• **DATA FOR REVIEW**

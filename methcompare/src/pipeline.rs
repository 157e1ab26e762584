//! Region join & label pipeline.
//!
//! Entropy tables and DMR call tables are joined on their `chrom:start-end`
//! key, tagged with a `name` column describing where each row came from and
//! stacked into one long table per sample. The two per-sample tables are then
//! aligned on raw coordinates for the pairwise comparison.

use polars::prelude::*;
use regex::Regex;
use tracing::{debug, info};

use crate::errors::{MethCompareError, Result};
use crate::helper_functions::{cast_columns, rename_columns, require_columns};
use crate::models::{Label, Region, RegionType};

pub const REGION_KEY: &str = "region_name";
pub const NAME: &str = "name";
pub const COMMON_NAME: &str = "common_name";
pub const ALIGN_KEYS: [&str; 3] = ["chrom", "start", "end"];

/// Columns kept for the per-sample entropy table.
pub const ENTROPY_COLUMNS: [&str; 5] = ["chrom", "start", "end", "mean_entropy", "mean_num_reads"];
/// Columns kept for the per-sample DMR table.
pub const DMR_COLUMNS: [&str; 4] = [REGION_KEY, "mean_entropy", "dmr_length", "effect_size"];

const MODKIT_STATE: &str = "state-name";
const MODKIT_DIFFERENT: &str = "different";

/// Adds a `region_name` column formatted as `{chrom}:{start}-{end}`.
///
/// Coordinates may arrive as floats (`100.0`); they are truncated toward zero
/// before formatting.
pub fn build_region_key(
    table: &DataFrame,
    chrom_col: &str,
    start_col: &str,
    end_col: &str,
) -> Result<DataFrame> {
    let column = |name: &str| {
        table.column(name).map_err(|_| {
            MethCompareError::MalformedRegion(format!("coordinate column '{name}' is missing"))
        })
    };

    let chrom = column(chrom_col)?.cast(&DataType::String)?;
    let chrom = chrom.str()?;
    let start = column(start_col)?.cast(&DataType::Float64)?;
    let start = start.f64()?;
    let end = column(end_col)?.cast(&DataType::Float64)?;
    let end = end.f64()?;

    let keys = chrom
        .into_iter()
        .zip(start.into_iter())
        .zip(end.into_iter())
        .enumerate()
        .map(|(row, ((c, s), e))| match (c, s, e) {
            (Some(c), Some(s), Some(e)) if s.is_finite() && e.is_finite() => {
                // keys are not validated here, two rows with one key are one interval
                let region = Region {
                    chrom: c.to_string(),
                    start: s.trunc() as i64,
                    end: e.trunc() as i64,
                };
                Ok(region.key())
            }
            _ => Err(MethCompareError::MalformedRegion(format!(
                "row {row} has a missing or non-numeric coordinate"
            ))),
        })
        .collect::<Result<Vec<String>>>()?;

    let mut keyed = table.clone();
    keyed.with_column(Series::new(PlSmallStr::from(REGION_KEY), keys))?;
    Ok(keyed)
}

/// Inner join on the region key. Keys found on only one side are dropped,
/// duplicated keys produce every pairing.
pub fn join_entropy_to_regions(entropy_table: &DataFrame, region_table: &DataFrame) -> Result<DataFrame> {
    require_columns(entropy_table, "entropy table", &[REGION_KEY])?;
    require_columns(region_table, "region table", &[REGION_KEY])?;

    let joined = entropy_table.inner_join(region_table, [REGION_KEY], [REGION_KEY])?;
    debug!(
        "Joined {} entropy rows with {} region rows -> {} rows",
        entropy_table.height(),
        region_table.height(),
        joined.height()
    );
    Ok(joined)
}

pub fn filter_significant(joined_table: &DataFrame, predicate_col: &str, predicate_value: &str) -> Result<DataFrame> {
    require_columns(joined_table, "joined table", &[predicate_col])?;

    let subset = joined_table
        .clone()
        .lazy()
        .filter(col(predicate_col).eq(lit(predicate_value)))
        .collect()?;
    debug!(
        "Kept {} of {} rows where {} == {}",
        subset.height(),
        joined_table.height(),
        predicate_col,
        predicate_value
    );
    Ok(subset)
}

/// Projects to `columns` and prepends a `name` column filled with `label`.
pub fn tag_and_select(table: &DataFrame, label: &str, columns: &[&str]) -> Result<DataFrame> {
    require_columns(table, label, columns)?;

    let projected: Vec<&str> = columns.iter().copied().filter(|c| *c != NAME).collect();
    let mut labeled = table.select(projected)?;
    let tag = Series::new(PlSmallStr::from(NAME), vec![label; labeled.height()]);
    labeled.insert_column(0, tag)?;
    Ok(labeled)
}

/// Stacks labeled tables in order. Columns missing from a table are null-filled.
pub fn concat_labeled(tables: &[DataFrame]) -> Result<DataFrame> {
    if tables.is_empty() {
        return Ok(DataFrame::empty());
    }

    let frames: Vec<LazyFrame> = tables.iter().map(|t| t.clone().lazy()).collect();
    let combined = concat_lf_diagonal(
        frames,
        UnionArgs {
            to_supertypes: true,
            ..Default::default()
        },
    )?
    .collect()?;
    Ok(combined)
}

/// Strips the sample-1 token from `name_x` so both samples share a group key.
pub struct CommonNameRewriter {
    sample_prefix: Regex,
}

impl CommonNameRewriter {
    pub fn new(sample_name: &str) -> Result<Self> {
        let sample_prefix = Regex::new(&format!(r"{}\s", regex::escape(sample_name)))?;
        Ok(Self { sample_prefix })
    }

    /// Leaves the name untouched when the sample token is absent.
    pub fn rewrite(&self, name: &str) -> String {
        self.sample_prefix
            .replacen(name, 1, "")
            .replacen("genomic windows", "Genomic windows", 1)
    }
}

fn suffix_non_keys(table: &DataFrame, keys: &[&str], suffix: &str) -> Result<DataFrame> {
    let mut renamed = table.clone();
    for column in table.get_column_names_owned() {
        if !keys.contains(&column.as_str()) {
            renamed.rename(column.as_str(), PlSmallStr::from(format!("{column}{suffix}")))?;
        }
    }
    Ok(renamed)
}

/// Joins two per-sample tables on raw coordinates. Every other column comes
/// out twice, `_x` for sample 1 and `_y` for sample 2, and a `common_name`
/// group key is derived from `name_x`.
pub fn pairwise_align(sample1_combined: &DataFrame, sample2_combined: &DataFrame, sample_name_1: &str) -> Result<DataFrame> {
    require_columns(sample1_combined, "sample 1 table", &ALIGN_KEYS)?;
    require_columns(sample1_combined, "sample 1 table", &[NAME])?;
    require_columns(sample2_combined, "sample 2 table", &ALIGN_KEYS)?;

    let left = suffix_non_keys(sample1_combined, &ALIGN_KEYS, "_x")?;
    let right = suffix_non_keys(sample2_combined, &ALIGN_KEYS, "_y")?;
    let mut aligned = left.inner_join(&right, ALIGN_KEYS, ALIGN_KEYS)?;

    let rewriter = CommonNameRewriter::new(sample_name_1)?;
    let common: Vec<Option<String>> = aligned
        .column("name_x")?
        .str()?
        .into_iter()
        .map(|name| name.map(|n| rewriter.rewrite(n)))
        .collect();
    aligned.with_column(Series::new(PlSmallStr::from(COMMON_NAME), common))?;

    info!(
        "Aligned {} sample 1 rows with {} sample 2 rows -> {} shared regions",
        sample1_combined.height(),
        sample2_combined.height(),
        aligned.height()
    );
    Ok(aligned)
}

// ─────────────────────────────────────────────────────────────────────────────
// Per-sample assembly
// ─────────────────────────────────────────────────────────────────────────────

/// Entropy inputs for one sample, as produced by the loaders.
pub struct SampleEntropy {
    pub bulk: DataFrame,
    pub modkit_dmr: DataFrame,
    pub dss_unsmoothed: DataFrame,
    pub dss_smoothed: DataFrame,
}

/// DMR calls shared by both samples, with region keys attached.
pub struct DmrCalls {
    pub modkit_segments: DataFrame,
    pub dss_unsmoothed: DataFrame,
    pub dss_smoothed: DataFrame,
}

impl DmrCalls {
    pub fn keyed(modkit_segments: DataFrame, dss_unsmoothed: DataFrame, dss_smoothed: DataFrame) -> Result<Self> {
        Ok(Self {
            modkit_segments: build_region_key(&modkit_segments, "chrom", "start", "end")?,
            dss_unsmoothed: build_region_key(&dss_unsmoothed, "chrom", "start", "end")?,
            dss_smoothed: build_region_key(&dss_smoothed, "chrom", "start", "end")?,
        })
    }
}

/// Long-form labeled tables for one sample.
pub struct SampleTables {
    /// Bulk windows plus every DMR type: `ENTROPY_COLUMNS`.
    pub entropy: DataFrame,
    /// DMRs only, with effect size and length: `DMR_COLUMNS`.
    pub dmr: DataFrame,
}

fn normalize_dmr_measures(df: DataFrame) -> Result<DataFrame> {
    let df = rename_columns(
        df,
        &[("N-sites", "dmr_length"), ("length", "dmr_length"), ("diff.Methy", "effect_size")],
    )?;
    cast_columns(
        df,
        &[
            ("dmr_length", DataType::Int64),
            ("effect_size", DataType::Float64),
            ("mean_entropy", DataType::Float64),
            ("mean_num_reads", DataType::Float64),
        ],
    )
}

pub fn assemble_sample(sample: &str, entropy: &SampleEntropy, calls: &DmrCalls) -> Result<SampleTables> {
    info!("Assembling labeled tables for sample {}", sample);

    let modkit = filter_significant(
        &join_entropy_to_regions(&entropy.modkit_dmr, &calls.modkit_segments)?,
        MODKIT_STATE,
        MODKIT_DIFFERENT,
    )?;
    let dss_unsmoothed = join_entropy_to_regions(&entropy.dss_unsmoothed, &calls.dss_unsmoothed)?;
    let dss_smoothed = join_entropy_to_regions(&entropy.dss_smoothed, &calls.dss_smoothed)?;

    let joined: Vec<(RegionType, DataFrame)> = vec![
        (RegionType::ModkitDmrSegments, normalize_dmr_measures(modkit)?),
        (RegionType::DssUnsmoothedDmrs, normalize_dmr_measures(dss_unsmoothed)?),
        (RegionType::DssSmoothedDmrs, normalize_dmr_measures(dss_smoothed)?),
    ];

    let mut dmr_tables = Vec::with_capacity(joined.len());
    for (region_type, df) in &joined {
        let label = Label::new(sample, *region_type).to_string();
        debug!("{}: {} DMRs with entropy", label, df.height());
        dmr_tables.push(tag_and_select(df, &label, &DMR_COLUMNS)?);
    }

    let bulk = cast_columns(
        rename_columns(
            entropy.bulk.clone(),
            &[("entropy", "mean_entropy"), ("num_reads", "mean_num_reads")],
        )?,
        &[("mean_entropy", DataType::Float64), ("mean_num_reads", DataType::Float64)],
    )?;
    let mut entropy_tables = vec![tag_and_select(
        &bulk,
        &Label::new(sample, RegionType::GenomicWindows).to_string(),
        &ENTROPY_COLUMNS,
    )?];
    for (region_type, df) in &joined {
        let label = Label::new(sample, *region_type).to_string();
        entropy_tables.push(tag_and_select(df, &label, &ENTROPY_COLUMNS)?);
    }

    let tables = SampleTables {
        entropy: concat_labeled(&entropy_tables)?,
        dmr: concat_labeled(&dmr_tables)?,
    };
    info!(
        "Sample {}: {} entropy rows, {} DMR rows",
        sample,
        tables.entropy.height(),
        tables.dmr.height()
    );
    Ok(tables)
}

• **EXERCISE DESCRIPTION**
Check each line of the data above for the word "DmrCalls" and state how many lines contain it, with no other text.

• **TASK ANSWER**
3